Once contact tracers interview these cases and line up their travel histories, they'll begin to assemble a map of infection - hopefully one which fleshes out other branches more fully.

The rest of NZ

However, cases outside of Auckland are less likely to be caught. Although Director-General of Health Ashley Bloomfield has cited a 1 percent testing threshold as a significant sample of the community, most of the country isn't hitting that mark.

Ministry of Health data on the number of tests processed between Tuesday and Thursday shows testing rates in District Health Boards outside of Auckland range from 0.2 percent of the population tested on Thursday, in the West Coast, to 0.94 percent of the population tested in Wellington.

That's likely not enough to find every case or rule out undetected branches of transmission.

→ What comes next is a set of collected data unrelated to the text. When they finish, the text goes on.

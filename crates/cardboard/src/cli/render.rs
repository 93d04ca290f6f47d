//! Turns API results into terminal text.
//!
//! Every function returns a `String` so commands decide where it goes, and
//! tests can check layout without a terminal.

use super::styles;
use cardboardapp::commands::import::ImportOutcome;
use cardboardapp::commands::spaces::SpaceGroup;
use cardboardapp::commands::CascadeReport;
use cardboardapp::model::{Flashcard, StatusFilter, SuccessBand, Topic};
use cardboardapp::store::BatchReport;
use std::fmt::Write;

pub fn space_groups(groups: &[SpaceGroup]) -> String {
    if groups.is_empty() {
        return format!("{}\n", styles::muted().apply_to("No spaces yet."));
    }
    let mut out = String::new();
    for group in groups {
        let _ = writeln!(out, "{}", styles::group().apply_to(&group.name));
        for space in &group.spaces {
            let _ = writeln!(
                out,
                "  {}  {}",
                styles::title().apply_to(&space.name),
                styles::muted().apply_to(&space.id)
            );
        }
    }
    out
}

/// The success badge, or a dash for a topic that was never averaged.
pub fn average_badge(average: Option<f64>) -> String {
    match average {
        Some(avg) => styles::band(SuccessBand::from_average(avg))
            .apply_to(format!("{:.2}", avg))
            .to_string(),
        None => styles::muted().apply_to("-").to_string(),
    }
}

pub fn topic_list(topics: &[Topic]) -> String {
    if topics.is_empty() {
        return format!("{}\n", styles::muted().apply_to("No topics in this space."));
    }
    let mut out = String::new();
    for topic in topics {
        let _ = writeln!(
            out,
            "{}  {}  {}",
            average_badge(topic.success_average),
            styles::title().apply_to(&topic.title),
            styles::muted().apply_to(format!("{} @ ({}, {})", topic.id, topic.pos_x, topic.pos_y))
        );
    }
    out
}

pub fn topic_detail(topic: &Topic, cards: &[Flashcard]) -> String {
    let mut out = String::new();
    let _ = writeln!(
        out,
        "{}  {}",
        styles::title().apply_to(&topic.title),
        average_badge(topic.success_average)
    );
    let _ = writeln!(out, "{}", styles::muted().apply_to(&topic.id));
    if !topic.content.is_empty() {
        let _ = writeln!(out, "\n{}", topic.content);
    }
    out.push('\n');
    out.push_str(&card_list(cards, None));
    out
}

/// Cards numbered by their 1-based position under `filter`, the positions
/// `card move` takes.
pub fn card_list(cards: &[Flashcard], filter: Option<StatusFilter>) -> String {
    let visible: Vec<&Flashcard> = cards
        .iter()
        .filter(|c| filter.map_or(true, |f| f.matches(c)))
        .collect();
    if visible.is_empty() {
        return format!("{}\n", styles::muted().apply_to("No cards."));
    }
    let mut out = String::new();
    for (i, card) in visible.iter().enumerate() {
        let _ = writeln!(
            out,
            "{} {}  {}  {}",
            styles::index().apply_to(format!("{:>3}.", i + 1)),
            card_question(card),
            styles::status(card.status).apply_to(format!("[{}]", card.status.selected_button())),
            styles::muted().apply_to(&card.id)
        );
    }
    out
}

pub fn card_question(card: &Flashcard) -> String {
    styles::card_text(card.is_bold, card.is_italic, &card.text_color)
        .apply_to(&card.question)
        .to_string()
}

pub fn card_answer(card: &Flashcard) -> String {
    styles::card_text(card.is_bold, card.is_italic, &card.text_color)
        .apply_to(&card.answer)
        .to_string()
}

pub fn cascade(report: &CascadeReport) -> String {
    format!(
        "{} {} space(s), {} topic(s), {} flashcard(s)\n",
        styles::success().apply_to("Deleted"),
        report.spaces,
        report.topics,
        report.flashcards
    )
}

/// One warning line per write that did not go through; empty when complete.
pub fn batch_warnings(report: &BatchReport) -> String {
    let mut out = String::new();
    for failure in &report.failed {
        let _ = writeln!(
            out,
            "{} {}: {}",
            styles::warning().apply_to("Not saved"),
            failure.id,
            failure.error
        );
    }
    out
}

pub fn import_summary(outcome: &ImportOutcome) -> String {
    let mut out = format!(
        "{} {} card(s)",
        styles::success().apply_to("Imported"),
        outcome.created.len()
    );
    if let Some(avg) = outcome.average {
        let _ = write!(out, ", average {}", average_badge(Some(avg)));
    }
    out.push('\n');
    out
}

#[cfg(test)]
mod tests {
    use super::*;
    use cardboardapp::model::{CardStatus, Space};

    fn card(id: &str, question: &str, status: CardStatus) -> Flashcard {
        Flashcard {
            id: id.to_string(),
            topic_id: "t".to_string(),
            question: question.to_string(),
            question_html_content: None,
            answer: "a".to_string(),
            html_content: None,
            is_bold: false,
            is_italic: false,
            text_color: "#FFFFFF".to_string(),
            id_order: 0,
            status,
            status_missing: false,
        }
    }

    fn plain(s: String) -> String {
        console::strip_ansi_codes(&s).to_string()
    }

    #[test]
    fn card_list_numbers_visible_cards() {
        let cards = vec![
            card("a", "One", CardStatus::Mastered),
            card("b", "Two", CardStatus::Unset),
            card("c", "Three", CardStatus::Mastered),
        ];
        let out = plain(card_list(&cards, Some(StatusFilter(CardStatus::Mastered))));
        assert!(out.contains("1. One"));
        assert!(out.contains("2. Three"));
        assert!(!out.contains("Two"));

        let out = plain(card_list(&cards, None));
        assert!(out.contains("2. Two  [new]"));
    }

    #[test]
    fn groups_list_their_spaces() {
        let groups = vec![SpaceGroup {
            name: "Default".to_string(),
            spaces: vec![Space {
                id: "s1".to_string(),
                name: "Math".to_string(),
                group: String::new(),
                order: 0,
            }],
        }];
        let out = plain(space_groups(&groups));
        assert!(out.starts_with("Default\n"));
        assert!(out.contains("  Math  s1"));
    }

    #[test]
    fn badge_formats_two_decimals() {
        assert_eq!(plain(average_badge(Some(2.5))), "2.50");
        assert_eq!(plain(average_badge(None)), "-");
    }
}
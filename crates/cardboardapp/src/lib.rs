//! # Cardboard
//!
//! The UI-agnostic core of a personal knowledge app: **spaces** (optionally
//! grouped) hold **topics** laid out on a free-form canvas, and each topic owns
//! an ordered list of question/answer **flashcards** with a learning status.
//!
//! ## Architecture
//!
//! ```text
//! client (CLI, ...) ──▶ api ──▶ commands ──▶ store ──▶ backend (fs | memory)
//!                        │
//!                        └──▶ session / gesture / richtext   (pure view state)
//! ```
//!
//! - [`api`]: Facade every client talks to.
//! - [`commands`]: Business logic, generic over [`store::DataStore`].
//! - [`store`]: Typed entity storage over a raw document backend.
//! - [`model`]: Space, Topic, Flashcard and card status.
//! - [`session`]: Per-topic view state (filter, learning, editing).
//! - [`gesture`]: Drag semantics for lists and the canvas.
//! - [`richtext`]: Styled run model for card text.
//! - [`config`]: Layered configuration.
//!
//! The library never writes to stdout or stderr; it reports through return
//! values and `tracing` events.

pub mod api;
pub mod commands;
pub mod config;
pub mod error;
pub mod gesture;
pub mod model;
pub mod richtext;
pub mod session;
pub mod store;

#[cfg(test)]
pub mod test_utils;

pub use api::CardboardApi;
pub use error::{CardboardError, Result};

This brings us to the second crucial mystery: Has there been transmission outside of Auckland?

Those tests will be part of the key to solving this one. The more people who are symptomatic get tested, the more likely officials can either rule out spread in certain areas (like the South Island) or detect and squash it.

The other part is contact tracing. There are 162 identified contacts based outside Auckland and the Waikato, though the Ministry of Health wasn't able to provide Newsroom with a breakdown of where they are. At least some are in the South Island.

This is likely to be just the tip of the iceberg. It doesn't include the thousands of people who may have been exposed at a handful of high-risk sites like schools and churches. And it's only the result of the first 72 hours of frenetic contact tracing.

In all likelihood, there are hundreds of people outside of Auckland and the Waikato who were at the locations of interest we know about. When you factor in the undetected branches and exposure sites we don't know about, that number could rise much higher.

Even people who would have been infected relatively shortly before the lockdown hit could still have spread the virus in their home communities. While Ardern and Bloomfield seemed to brush off concerns that the three Wellington cases could have been infectious prior to lockdown given they had only been infected on Sunday, Wiles said that couldn't be guaranteed.

"People can be infectious 24 hours later, right? We've had a couple of cases like that. Unfortunately, you can't rule it out," she said.

Three cases may still have been infectious in Wellington prior to the Level 4 lockdown. Photo: Marc Daalder

And still, overshadowing all of this is that long tail, which means contacts could test negative but develop an infection up to 14 days after they were exposed. In the end, no matter what happens over the next few days, it may all come down to a waiting game.

"I don't think we can say anything about the rest of the country not being in that [risk] zone, given that we've got a hundred odd people - and probably more - that have moved around the country. People have been going all over the place. The idea that the South Island is some magical place that isn't connected to the rest of New Zealand is a little bit ridiculous, really," Wiles said.

"It really will depend on how well they nail down all those transmission chains. Once they've got everybody in isolation, then that's when we can start more carefully coming down the alert levels. So it really depends how long that takes.

"But there are a lot of people and there are a lot of exposure times. There will be people who probably haven't come forward yet who maybe haven't been checking the lists. I think we have to be cautious and it strikes me that that's what we're going to do."